Question

differentiate the function. then find an equation of the tangent line at the indicated point on the graph of the function. y = f(x)=5 + \sqrt{3 - x}, (x,y)=(-6,8)
the derivative of the function y = f(x)=5 + \sqrt{3 - x} is

Explanation:

Step1: Rewrite the function

Rewrite $y = 5+\sqrt{3 - x}=5+(3 - x)^{\frac{1}{2}}$.
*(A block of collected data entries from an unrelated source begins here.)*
use crate::domain::{ChatCompletion, ChefReply, FormSettings, GenerationParams};
use crate::infrastructure::openai::build_turn;
use chef_errors::AppError;
use std::sync::Arc;
use std::time::Instant;
use tracing::Instrument;

pub struct AskChef {
    gateway: Arc<dyn ChatCompletion>,
    system_prompt: Option<String>,
    params: GenerationParams,
    settings: FormSettings,
}

impl AskChef {
    pub fn new(
        gateway: Arc<dyn ChatCompletion>,
        system_prompt: Option<String>,
        params: GenerationParams,
        settings: FormSettings,
    ) -> Self {
        Self {
            gateway,
            system_prompt,
            params,
            settings,
        }
    }

    pub fn settings(&self) -> FormSettings {
        self.settings
    }

    /// Sends one single-turn request. The requested temperature only applies
    /// when the form exposes the slider.
    pub async fn execute(
        &self,
        user_text: &str,
        temperature: Option<f64>,
    ) -> Result<ChefReply, AppError> {
        let turn = build_turn(user_text, self.system_prompt.as_deref());
        let params = match temperature {
            Some(t) if self.settings.temperature_adjustable => {
                self.params.clone().with_temperature(t)
            }
            _ => self.params.clone(),
        };

        let request_id = uuid::Uuid::new_v4();
        let span = tracing::info_span!("ask_chef", %request_id, model = %params.model);

        async move {
            tracing::info!(
                temperature = params.temperature,
                prompt_chars = user_text.chars().count(),
                "Sending chat completion"
            );
            let start = Instant::now();
            let content = self.gateway.complete(&turn, &params).await?;
            let elapsed = start.elapsed();
            tracing::info!("Completion received in {:.1}s", elapsed.as_secs_f64());
            Ok::<_, AppError>(ChefReply::new(content, elapsed))
        }
        .instrument(span)
        .await
    }

    /// Text for the output box: the annotated reply, or `Error: <description>`.
    pub async fn respond(&self, user_text: &str, temperature: Option<f64>) -> String {
        match self.execute(user_text, temperature).await {
            Ok(reply) => reply.display(),
            Err(e) => {
                tracing::warn!("Chef request failed: {}", e);
                e.display_message()
            }
        }
    }
}
use super::{ExamplePrompts, PromptForm, ReplyOutput};
use chef_app::domain::FormSettings;
use leptos::prelude::*;

pub const INTRO: &str =
    "Ask for recipes, substitutions, or cooking tips. Example: \"What can I cook with chicken and rice?\"";

/// Everything inside `<main>`: intro, form, output box and examples.
#[component]
pub fn ChefPage(
    settings: FormSettings,
    #[prop(into, optional)] prompt: String,
    #[prop(optional_no_strip)] temperature: Option<f64>,
    #[prop(into, optional)] output: String,
    #[prop(optional)] is_error: bool,
) -> impl IntoView {
    view! {
        <div class="hero">
            <h1 class="hero__title">"🍽️ Chef AI"</h1>
            <p class="hero__subtitle">{INTRO}</p>
        </div>

        <PromptForm settings=settings prompt=prompt temperature=temperature/>
        <ReplyOutput output=output is_error=is_error/>
        <ExamplePrompts/>
    }
}
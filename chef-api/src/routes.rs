use crate::render::{render_ask_page, AskOutcome};
use axum::{extract::Query, response::Html, routing::get, Form, Router};
use chef_app::AppContext;
use serde::Deserialize;

#[derive(Debug, Deserialize)]
pub struct AskForm {
    pub prompt: String,
    #[serde(default)]
    pub temperature: Option<f64>,
}

/// `/ask` accepts the form as a POST body or as a bookmarkable query string.
pub fn ask_routes<S>(ctx: AppContext) -> Router<S>
where
    S: Clone + Send + Sync + 'static,
{
    Router::new().route(
        "/ask",
        get({
            let ctx = ctx.clone();
            move |query: Query<AskForm>| {
                let ctx = ctx.clone();
                async move { handle_ask_form(ctx, query.0).await }
            }
        })
        .post({
            let ctx = ctx.clone();
            move |form: Form<AskForm>| {
                let ctx = ctx.clone();
                async move { handle_ask_form(ctx, form.0).await }
            }
        }),
    )
}

async fn handle_ask_form(ctx: AppContext, form: AskForm) -> Html<String> {
    let settings = ctx.form_settings();
    let (output, is_error) = match ctx.ask_chef.execute(&form.prompt, form.temperature).await {
        Ok(reply) => (reply.display(), false),
        Err(e) => {
            tracing::warn!("Chef request failed: {}", e);
            (e.display_message(), true)
        }
    };

    Html(render_ask_page(&AskOutcome {
        prompt: &form.prompt,
        temperature: form.temperature.filter(|_| settings.temperature_adjustable),
        output: &output,
        is_error,
        settings,
    }))
}
use crate::domain::{ConversationTurn, Message};

pub const SYSTEM_PROMPT: &str = r#"You are Chef AI, a friendly, concise, and practical cooking assistant.
When given ingredients or a cooking question, return:
1) A short recipe title.
2) Ingredients list (quantities if possible).
3) Step-by-step instructions numbered.
4) Preparation + cook time estimate.
5) Serving size.
6) 2 quick tips or substitutions.
Be clear and concise. If the user gives dietary constraints (vegan, gluten-free), obey them.
If the user doesn't give ingredients but asks for ideas, propose 3 quick recipe options, each 1-2 sentences."#;

/// Builds `[system, user]`, or `[user]` when no system instruction is set.
///
/// The user text is passed through untouched.
pub fn build_turn(user_text: &str, system: Option<&str>) -> ConversationTurn {
    let mut messages = Vec::with_capacity(2);
    if let Some(system) = system {
        messages.push(Message::system(system));
    }
    messages.push(Message::user(user_text));
    ConversationTurn::new(messages)
}
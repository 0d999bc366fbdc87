use super::{ConversationTurn, GenerationParams};
use chef_errors::AppError;

/// A remote chat-completion service.
///
/// Implementations send the turn and parameters in a single request and return
/// the text of the first choice.
#[async_trait::async_trait]
pub trait ChatCompletion: Send + Sync + 'static {
    async fn complete(
        &self,
        turn: &ConversationTurn,
        params: &GenerationParams,
    ) -> Result<String, AppError>;
}
use crate::domain::{ConversationTurn, GenerationParams, Message};
use serde::{Deserialize, Serialize};

#[derive(Debug, Serialize)]
pub struct ChatCompletionRequest<'a> {
    pub model: &'a str,
    pub messages: &'a [Message],
    pub max_tokens: u32,
    pub temperature: f64,
    pub n: u32,
}

#[derive(Debug, Deserialize)]
pub struct ChatCompletionResponse {
    pub choices: Vec<Choice>,
}

#[derive(Debug, Deserialize)]
pub struct Choice {
    pub message: MessageContent,
}

#[derive(Debug, Deserialize)]
pub struct MessageContent {
    #[serde(default)]
    pub content: Option<String>,
}

/// Error envelope returned with non-2xx statuses.
#[derive(Debug, Deserialize)]
pub struct ApiErrorResponse {
    pub error: ApiErrorDetail,
}

#[derive(Debug, Deserialize)]
pub struct ApiErrorDetail {
    pub message: String,
}

impl ApiErrorResponse {
    /// The remote `error.message`, when the body carries one.
    pub fn message_from(body: &str) -> Option<String> {
        serde_json::from_str::<Self>(body)
            .ok()
            .map(|e| e.error.message)
            .filter(|m| !m.trim().is_empty())
    }
}

impl<'a> ChatCompletionRequest<'a> {
    pub fn new(turn: &'a ConversationTurn, params: &'a GenerationParams) -> Self {
        Self {
            model: &params.model,
            messages: turn.messages(),
            max_tokens: params.max_tokens,
            temperature: params.temperature,
            n: params.n,
        }
    }
}

impl ChatCompletionResponse {
    /// Content of the first choice. A `null` content counts as empty text.
    pub fn first_content(self) -> Option<String> {
        self.choices
            .into_iter()
            .next()
            .map(|c| c.message.content.unwrap_or_default())
    }
}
Step2: Apply the sum - rule of differentiation

The derivative of a sum $y = u + v$ is $y'=u'+v'$. Here $u = 5$ and $v=(3 - x)^{\frac{1}{2}}$. The derivative of a constant $u = 5$ is $u'=0$.

Step3: Apply the chain - rule to differentiate $v=(3 - x)^{\frac{1}{2}}$

Let $u = 3 - x$, then $v = u^{\frac{1}{2}}$. First, find $\frac{dv}{du}=\frac{1}{2}u^{-\frac{1}{2}}$ and $\frac{du}{dx}=-1$. By the chain - rule $\frac{dv}{dx}=\frac{dv}{du}\cdot\frac{du}{dx}$. Substituting $u = 3 - x$ back in, we have $\frac{dv}{dx}=\frac{1}{2}(3 - x)^{-\frac{1}{2}}\cdot(-1)=-\frac{1}{2\sqrt{3 - x}}$.

Step4: Find the derivative of $y$

Since $y'=u'+v'$ and $u' = 0$, $v'=-\frac{1}{2\sqrt{3 - x}}$, then $y'=-\frac{1}{2\sqrt{3 - x}}$.

Answer:

$-\frac{1}{2\sqrt{3 - x}}$